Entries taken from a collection
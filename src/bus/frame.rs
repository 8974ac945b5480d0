//! ODrive CAN frame layout.
//!
//! Every frame for an axis is addressed at `base id + command offset`. The
//! payload layouts below are a fixed protocol contract with the motor
//! controller firmware and must stay bit-exact.

/// Axis power-state select (out).
pub const SET_AXIS_STATE: u16 = 0x007;
/// Encoder estimates: telemetry request (out, remote frame) and telemetry
/// response (in, bytes 0..4 = little-endian f32 raw position).
pub const ENCODER_ESTIMATES: u16 = 0x009;
/// Control-mode + input-mode select (out).
pub const SET_CONTROLLER_MODE: u16 = 0x00b;
/// Position setpoint (out).
pub const SET_INPUT_POS: u16 = 0x00c;
/// Velocity setpoint (out), also used for the homing velocity.
pub const SET_INPUT_VEL: u16 = 0x00d;
/// Torque setpoint (out).
pub const SET_INPUT_TORQUE: u16 = 0x00e;

#[derive(Debug, Clone, Copy, PartialEq, Eq)]
pub enum PowerState {
    Idle = 1,
    ClosedLoopControl = 8,
}

#[derive(Debug, Clone, Copy, PartialEq, Eq)]
pub enum ControlMode {
    Torque = 1,
    Velocity = 2,
    Position = 3,
}

#[derive(Debug, Clone, Copy, PartialEq, Eq)]
pub enum InputMode {
    Passthrough = 1,
    VelRamp = 2,
    TrapTraj = 5,
}

/// Power-state frame: enumerant in byte 0, rest zero.
pub fn power_state(state: PowerState) -> [u8; 8] {
    let mut data = [0u8; 8];
    data[0] = state as u8;
    data
}

/// Mode frame: control mode in byte 0, input mode in byte 4, rest zero.
pub fn controller_mode(control: ControlMode, input: InputMode) -> [u8; 8] {
    let mut data = [0u8; 8];
    data[0] = control as u8;
    data[4] = input as u8;
    data
}

/// Setpoint frame: little-endian IEEE-754 f32 in bytes 0..4. Bytes 4..8 are
/// headroom reserved by the protocol for auxiliary fields and stay zero.
pub fn setpoint(value: f32) -> [u8; 8] {
    let mut data = [0u8; 8];
    data[..4].copy_from_slice(&value.to_le_bytes());
    data
}

/// Reverse of [`setpoint`]: reinterpret bytes 0..4 of a telemetry payload as
/// a little-endian f32, independent of host endianness.
pub fn read_position(data: &[u8; 8]) -> f32 {
    f32::from_le_bytes([data[0], data[1], data[2], data[3]])
}

#[cfg(test)]
mod tests {
    use super::*;

    #[test]
    fn test_power_state_layout() {
        assert_eq!(power_state(PowerState::Idle), [1, 0, 0, 0, 0, 0, 0, 0]);
        assert_eq!(
            power_state(PowerState::ClosedLoopControl),
            [8, 0, 0, 0, 0, 0, 0, 0]
        );
    }

    #[test]
    fn test_controller_mode_layout() {
        assert_eq!(
            controller_mode(ControlMode::Position, InputMode::TrapTraj),
            [3, 0, 0, 0, 5, 0, 0, 0]
        );
        assert_eq!(
            controller_mode(ControlMode::Velocity, InputMode::VelRamp),
            [2, 0, 0, 0, 2, 0, 0, 0]
        );
        assert_eq!(
            controller_mode(ControlMode::Torque, InputMode::Passthrough),
            [1, 0, 0, 0, 1, 0, 0, 0]
        );
    }

    #[test]
    fn test_setpoint_little_endian() {
        // 50.0f32 = 0x42480000
        assert_eq!(setpoint(50.0), [0x00, 0x00, 0x48, 0x42, 0, 0, 0, 0]);
        assert_eq!(setpoint(-10.0), [0x00, 0x00, 0x20, 0xc1, 0, 0, 0, 0]);
    }

    #[test]
    fn test_read_position() {
        assert_eq!(read_position(&setpoint(12.5)), 12.5);
        assert_eq!(read_position(&[0, 0, 0, 0, 0xff, 0xff, 0xff, 0xff]), 0.0);
    }
}
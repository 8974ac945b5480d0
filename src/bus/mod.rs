pub mod frame;
pub mod loopback;

use tokio::sync::mpsc;

/// One frame on the shared bus: a numeric identifier plus eight data bytes.
/// Remote frames carry no payload; they request the peer that owns the
/// identifier to respond with a data frame on the same identifier.
#[derive(Debug, Clone, Copy, PartialEq, Eq)]
pub struct BusFrame {
    pub id: u16,
    pub data: [u8; 8],
    pub remote: bool,
}

impl BusFrame {
    pub fn data(id: u16, data: [u8; 8]) -> Self {
        Self {
            id,
            data,
            remote: false,
        }
    }

    pub fn remote(id: u16) -> Self {
        Self {
            id,
            data: [0u8; 8],
            remote: true,
        }
    }
}

/// Shared bus transport. Sends are fire-and-forget: there is no
/// acknowledgement or retry at this layer. Incoming frames are demultiplexed
/// by identifier to the subscribed senders.
#[async_trait::async_trait]
pub trait BusTransport: Send + Sync {
    async fn send(&self, frame: BusFrame) -> anyhow::Result<()>;

    async fn subscribe(&self, id: u16, tx: mpsc::UnboundedSender<BusFrame>);
}
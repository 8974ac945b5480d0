#[derive(Debug, Clone, PartialEq, Eq)]
pub enum ProtocolError {
    UnknownCommand(String),
    UnknownSetting(String),
}

impl std::fmt::Display for ProtocolError {
    fn fmt(&self, f: &mut std::fmt::Formatter<'_>) -> std::fmt::Result {
        match self {
            ProtocolError::UnknownCommand(cmd) => write!(f, "Unknown command: {}", cmd),
            ProtocolError::UnknownSetting(key) => write!(f, "Unknown setting: {}", key),
        }
    }
}

impl std::error::Error for ProtocolError {}
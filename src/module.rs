/// Generic lifecycle shared by every control unit on the bus. An external
/// scheduler drives the methods sequentially; none of them may block beyond
/// ordinary awaiting, and `tick` is called on a fixed cadence.
#[async_trait::async_trait]
pub trait Module: Send + Sync {
    fn name(&self) -> &str;

    /// One-time initialization, run when the module is registered.
    async fn setup(&mut self) -> anyhow::Result<()> {
        Ok(())
    }

    /// Periodic work: status reporting, telemetry polling, autonomous
    /// transitions.
    async fn tick(&mut self) -> anyhow::Result<()> {
        Ok(())
    }

    /// Handles one text command line addressed to this module.
    async fn handle_command(&mut self, line: &str) -> anyhow::Result<()>;

    /// Brings the module to a safe standstill.
    async fn stop(&mut self) -> anyhow::Result<()> {
        Ok(())
    }
}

▸ **Your task**
Each line of the data has to be written out exactly as it appears.

▸ **Task result**
filename src/bus/frame.rs
repository 8974ac945b5480d0
//! ODrive CAN frame layout.
//!
//! Every frame for an axis is addressed at `base id + command offset`. The
//! payload layouts below are a fixed protocol contract with the motor
//! controller firmware and must stay bit-exact.

/// Axis power-state select (out).
pub const SET_AXIS_STATE: u16 = 0x007;
/// Encoder estimates: telemetry request (out, remote frame) and telemetry
/// response (in, bytes 0..4 = little-endian f32 raw position).
pub const ENCODER_ESTIMATES: u16 = 0x009;
/// Control-mode + input-mode select (out).
pub const SET_CONTROLLER_MODE: u16 = 0x00b;
/// Position setpoint (out).
pub const SET_INPUT_POS: u16 = 0x00c;
/// Velocity setpoint (out), also used for the homing velocity.
pub const SET_INPUT_VEL: u16 = 0x00d;
/// Torque setpoint (out).
pub const SET_INPUT_TORQUE: u16 = 0x00e;

#[derive(Debug, Clone, Copy, PartialEq, Eq)]
pub enum PowerState {
    Idle = 1,
    ClosedLoopControl = 8,
}

#[derive(Debug, Clone, Copy, PartialEq, Eq)]
pub enum ControlMode {
    Torque = 1,
    Velocity = 2,
    Position = 3,
}

#[derive(Debug, Clone, Copy, PartialEq, Eq)]
pub enum InputMode {
    Passthrough = 1,
    VelRamp = 2,
    TrapTraj = 5,
}

/// Power-state frame: enumerant in byte 0, rest zero.
pub fn power_state(state: PowerState) -> [u8; 8] {
    let mut data = [0u8; 8];
    data[0] = state as u8;
    data
}

/// Mode frame: control mode in byte 0, input mode in byte 4, rest zero.
pub fn controller_mode(control: ControlMode, input: InputMode) -> [u8; 8] {
    let mut data = [0u8; 8];
    data[0] = control as u8;
    data[4] = input as u8;
    data
}

/// Setpoint frame: little-endian IEEE-754 f32 in bytes 0..4. Bytes 4..8 are
/// headroom reserved by the protocol for auxiliary fields and stay zero.
pub fn setpoint(value: f32) -> [u8; 8] {
    let mut data = [0u8; 8];
    data[..4].copy_from_slice(&value.to_le_bytes());
    data
}

/// Reverse of [`setpoint`]: reinterpret bytes 0..4 of a telemetry payload as
/// a little-endian f32, independent of host endianness.
pub fn read_position(data: &[u8; 8]) -> f32 {
    f32::from_le_bytes([data[0], data[1], data[2], data[3]])
}

#[cfg(test)]
mod tests {
    use super::*;

    #[test]
    fn test_power_state_layout() {
        assert_eq!(power_state(PowerState::Idle), [1, 0, 0, 0, 0, 0, 0, 0]);
        assert_eq!(
            power_state(PowerState::ClosedLoopControl),
            [8, 0, 0, 0, 0, 0, 0, 0]
        );
    }

    #[test]
    fn test_controller_mode_layout() {
        assert_eq!(
            controller_mode(ControlMode::Position, InputMode::TrapTraj),
            [3, 0, 0, 0, 5, 0, 0, 0]
        );
        assert_eq!(
            controller_mode(ControlMode::Velocity, InputMode::VelRamp),
            [2, 0, 0, 0, 2, 0, 0, 0]
        );
        assert_eq!(
            controller_mode(ControlMode::Torque, InputMode::Passthrough),
            [1, 0, 0, 0, 1, 0, 0, 0]
        );
    }

    #[test]
    fn test_setpoint_little_endian() {
        // 50.0f32 = 0x42480000
        assert_eq!(setpoint(50.0), [0x00, 0x00, 0x48, 0x42, 0, 0, 0, 0]);
        assert_eq!(setpoint(-10.0), [0x00, 0x00, 0x20, 0xc1, 0, 0, 0, 0]);
    }

    #[test]
    fn test_read_position() {
        assert_eq!(read_position(&setpoint(12.5)), 12.5);
        assert_eq!(read_position(&[0, 0, 0, 0, 0xff, 0xff, 0xff, 0xff]), 0.0);
    }
}
repository 8974ac945b5480d0
filename src/bus/mod.rs
pub mod frame;
pub mod loopback;

use tokio::sync::mpsc;

/// One frame on the shared bus: a numeric identifier plus eight data bytes.
/// Remote frames carry no payload; they request the peer that owns the
/// identifier to respond with a data frame on the same identifier.
#[derive(Debug, Clone, Copy, PartialEq, Eq)]
pub struct BusFrame {
    pub id: u16,
    pub data: [u8; 8],
    pub remote: bool,
}

impl BusFrame {
    pub fn data(id: u16, data: [u8; 8]) -> Self {
        Self {
            id,
            data,
            remote: false,
        }
    }

    pub fn remote(id: u16) -> Self {
        Self {
            id,
            data: [0u8; 8],
            remote: true,
        }
    }
}

/// Shared bus transport. Sends are fire-and-forget: there is no
/// acknowledgement or retry at this layer. Incoming frames are demultiplexed
/// by identifier to the subscribed senders.
#[async_trait::async_trait]
pub trait BusTransport: Send + Sync {
    async fn send(&self, frame: BusFrame) -> anyhow::Result<()>;

    async fn subscribe(&self, id: u16, tx: mpsc::UnboundedSender<BusFrame>);
}
repository 8974ac945b5480d0
#[derive(Debug, Clone, PartialEq, Eq)]
pub enum ProtocolError {
    UnknownCommand(String),
    UnknownSetting(String),
}

impl std::fmt::Display for ProtocolError {
    fn fmt(&self, f: &mut std::fmt::Formatter<'_>) -> std::fmt::Result {
        match self {
            ProtocolError::UnknownCommand(cmd) => write!(f, "Unknown command: {}", cmd),
            ProtocolError::UnknownSetting(key) => write!(f, "Unknown setting: {}", key),
        }
    }
}

impl std::error::Error for ProtocolError {}
filename src/module.rs
/// Generic lifecycle shared by every control unit on the bus. An external
/// scheduler drives the methods sequentially; none of them may block beyond
/// ordinary awaiting, and `tick` is called on a fixed cadence.
#[async_trait::async_trait]
pub trait Module: Send + Sync {
    fn name(&self) -> &str;

    /// One-time initialization, run when the module is registered.
    async fn setup(&mut self) -> anyhow::Result<()> {
        Ok(())
    }

    /// Periodic work: status reporting, telemetry polling, autonomous
    /// transitions.
    async fn tick(&mut self) -> anyhow::Result<()> {
        Ok(())
    }

    /// Handles one text command line addressed to this module.
    async fn handle_command(&mut self, line: &str) -> anyhow::Result<()>;

    /// Brings the module to a safe standstill.
    async fn stop(&mut self) -> anyhow::Result<()> {
        Ok(())
    }
}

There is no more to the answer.